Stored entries
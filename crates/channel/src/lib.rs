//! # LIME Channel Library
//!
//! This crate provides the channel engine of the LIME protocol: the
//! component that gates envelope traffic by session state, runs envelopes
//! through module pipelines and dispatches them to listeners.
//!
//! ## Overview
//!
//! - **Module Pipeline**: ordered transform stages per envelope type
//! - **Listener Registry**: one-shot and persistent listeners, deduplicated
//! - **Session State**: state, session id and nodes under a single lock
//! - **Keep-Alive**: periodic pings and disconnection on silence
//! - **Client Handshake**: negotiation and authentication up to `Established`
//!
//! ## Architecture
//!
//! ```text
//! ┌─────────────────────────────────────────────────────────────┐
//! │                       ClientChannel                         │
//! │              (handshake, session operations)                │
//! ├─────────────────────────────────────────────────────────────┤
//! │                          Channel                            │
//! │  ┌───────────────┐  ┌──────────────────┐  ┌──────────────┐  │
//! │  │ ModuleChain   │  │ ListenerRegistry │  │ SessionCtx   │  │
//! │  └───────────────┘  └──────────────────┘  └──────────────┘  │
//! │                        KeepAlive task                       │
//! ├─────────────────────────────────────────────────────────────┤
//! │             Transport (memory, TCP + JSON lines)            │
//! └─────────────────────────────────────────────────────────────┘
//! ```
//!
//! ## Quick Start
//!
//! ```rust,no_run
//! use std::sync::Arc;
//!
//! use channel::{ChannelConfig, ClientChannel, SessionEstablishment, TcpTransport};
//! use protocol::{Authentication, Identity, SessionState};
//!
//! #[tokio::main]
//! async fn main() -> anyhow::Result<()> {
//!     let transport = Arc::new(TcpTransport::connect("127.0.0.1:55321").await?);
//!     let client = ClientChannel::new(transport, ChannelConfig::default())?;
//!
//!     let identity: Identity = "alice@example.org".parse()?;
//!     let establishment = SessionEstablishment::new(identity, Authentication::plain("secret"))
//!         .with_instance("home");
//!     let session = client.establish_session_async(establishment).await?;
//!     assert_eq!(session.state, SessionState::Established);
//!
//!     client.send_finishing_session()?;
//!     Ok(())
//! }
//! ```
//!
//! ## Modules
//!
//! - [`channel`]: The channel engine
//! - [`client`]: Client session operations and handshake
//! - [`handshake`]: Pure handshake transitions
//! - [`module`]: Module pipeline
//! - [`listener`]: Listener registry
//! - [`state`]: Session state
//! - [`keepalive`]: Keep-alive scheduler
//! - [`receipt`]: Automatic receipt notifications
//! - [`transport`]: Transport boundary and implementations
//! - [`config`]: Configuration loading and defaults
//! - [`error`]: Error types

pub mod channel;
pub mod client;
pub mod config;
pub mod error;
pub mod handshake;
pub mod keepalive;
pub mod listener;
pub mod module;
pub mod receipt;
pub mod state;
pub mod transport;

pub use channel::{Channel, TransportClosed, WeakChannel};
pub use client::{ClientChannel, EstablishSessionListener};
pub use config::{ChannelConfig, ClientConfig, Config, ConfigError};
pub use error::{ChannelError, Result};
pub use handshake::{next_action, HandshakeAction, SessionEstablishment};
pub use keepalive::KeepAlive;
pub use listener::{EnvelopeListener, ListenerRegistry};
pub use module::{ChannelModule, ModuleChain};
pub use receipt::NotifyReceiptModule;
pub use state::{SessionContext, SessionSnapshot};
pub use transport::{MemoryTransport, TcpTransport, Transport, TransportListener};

* Your assignment *
Nothing may be omitted. Restate all of the entries exactly.

* Exercise response *
filename crates/channel/src/lib.rs
//! # LIME Channel Library
//!
//! This crate provides the channel engine of the LIME protocol: the
//! component that gates envelope traffic by session state, runs envelopes
//! through module pipelines and dispatches them to listeners.
//!
//! ## Overview
//!
//! - **Module Pipeline**: ordered transform stages per envelope type
//! - **Listener Registry**: one-shot and persistent listeners, deduplicated
//! - **Session State**: state, session id and nodes under a single lock
//! - **Keep-Alive**: periodic pings and disconnection on silence
//! - **Client Handshake**: negotiation and authentication up to `Established`
//!
//! ## Architecture
//!
//! ```text
//! ┌─────────────────────────────────────────────────────────────┐
//! │                       ClientChannel                         │
//! │              (handshake, session operations)                │
//! ├─────────────────────────────────────────────────────────────┤
//! │                          Channel                            │
//! │  ┌───────────────┐  ┌──────────────────┐  ┌──────────────┐  │
//! │  │ ModuleChain   │  │ ListenerRegistry │  │ SessionCtx   │  │
//! │  └───────────────┘  └──────────────────┘  └──────────────┘  │
//! │                        KeepAlive task                       │
//! ├─────────────────────────────────────────────────────────────┤
//! │             Transport (memory, TCP + JSON lines)            │
//! └─────────────────────────────────────────────────────────────┘
//! ```
//!
//! ## Quick Start
//!
//! ```rust,no_run
//! use std::sync::Arc;
//!
//! use channel::{ChannelConfig, ClientChannel, SessionEstablishment, TcpTransport};
//! use protocol::{Authentication, Identity, SessionState};
//!
//! #[tokio::main]
//! async fn main() -> anyhow::Result<()> {
//!     let transport = Arc::new(TcpTransport::connect("127.0.0.1:55321").await?);
//!     let client = ClientChannel::new(transport, ChannelConfig::default())?;
//!
//!     let identity: Identity = "alice@example.org".parse()?;
//!     let establishment = SessionEstablishment::new(identity, Authentication::plain("secret"))
//!         .with_instance("home");
//!     let session = client.establish_session_async(establishment).await?;
//!     assert_eq!(session.state, SessionState::Established);
//!
//!     client.send_finishing_session()?;
//!     Ok(())
//! }
//! ```
//!
//! ## Modules
//!
//! - [`channel`]: The channel engine
//! - [`client`]: Client session operations and handshake
//! - [`handshake`]: Pure handshake transitions
//! - [`module`]: Module pipeline
//! - [`listener`]: Listener registry
//! - [`state`]: Session state
//! - [`keepalive`]: Keep-alive scheduler
//! - [`receipt`]: Automatic receipt notifications
//! - [`transport`]: Transport boundary and implementations
//! - [`config`]: Configuration loading and defaults
//! - [`error`]: Error types

pub mod channel;
pub mod client;
pub mod config;
pub mod error;
pub mod handshake;
pub mod keepalive;
pub mod listener;
pub mod module;
pub mod receipt;
pub mod state;
pub mod transport;

pub use channel::{Channel, TransportClosed, WeakChannel};
pub use client::{ClientChannel, EstablishSessionListener};
pub use config::{ChannelConfig, ClientConfig, Config, ConfigError};
pub use error::{ChannelError, Result};
pub use handshake::{next_action, HandshakeAction, SessionEstablishment};
pub use keepalive::KeepAlive;
pub use listener::{EnvelopeListener, ListenerRegistry};
pub use module::{ChannelModule, ModuleChain};
pub use receipt::NotifyReceiptModule;
pub use state::{SessionContext, SessionSnapshot};
pub use transport::{MemoryTransport, TcpTransport, Transport, TransportListener};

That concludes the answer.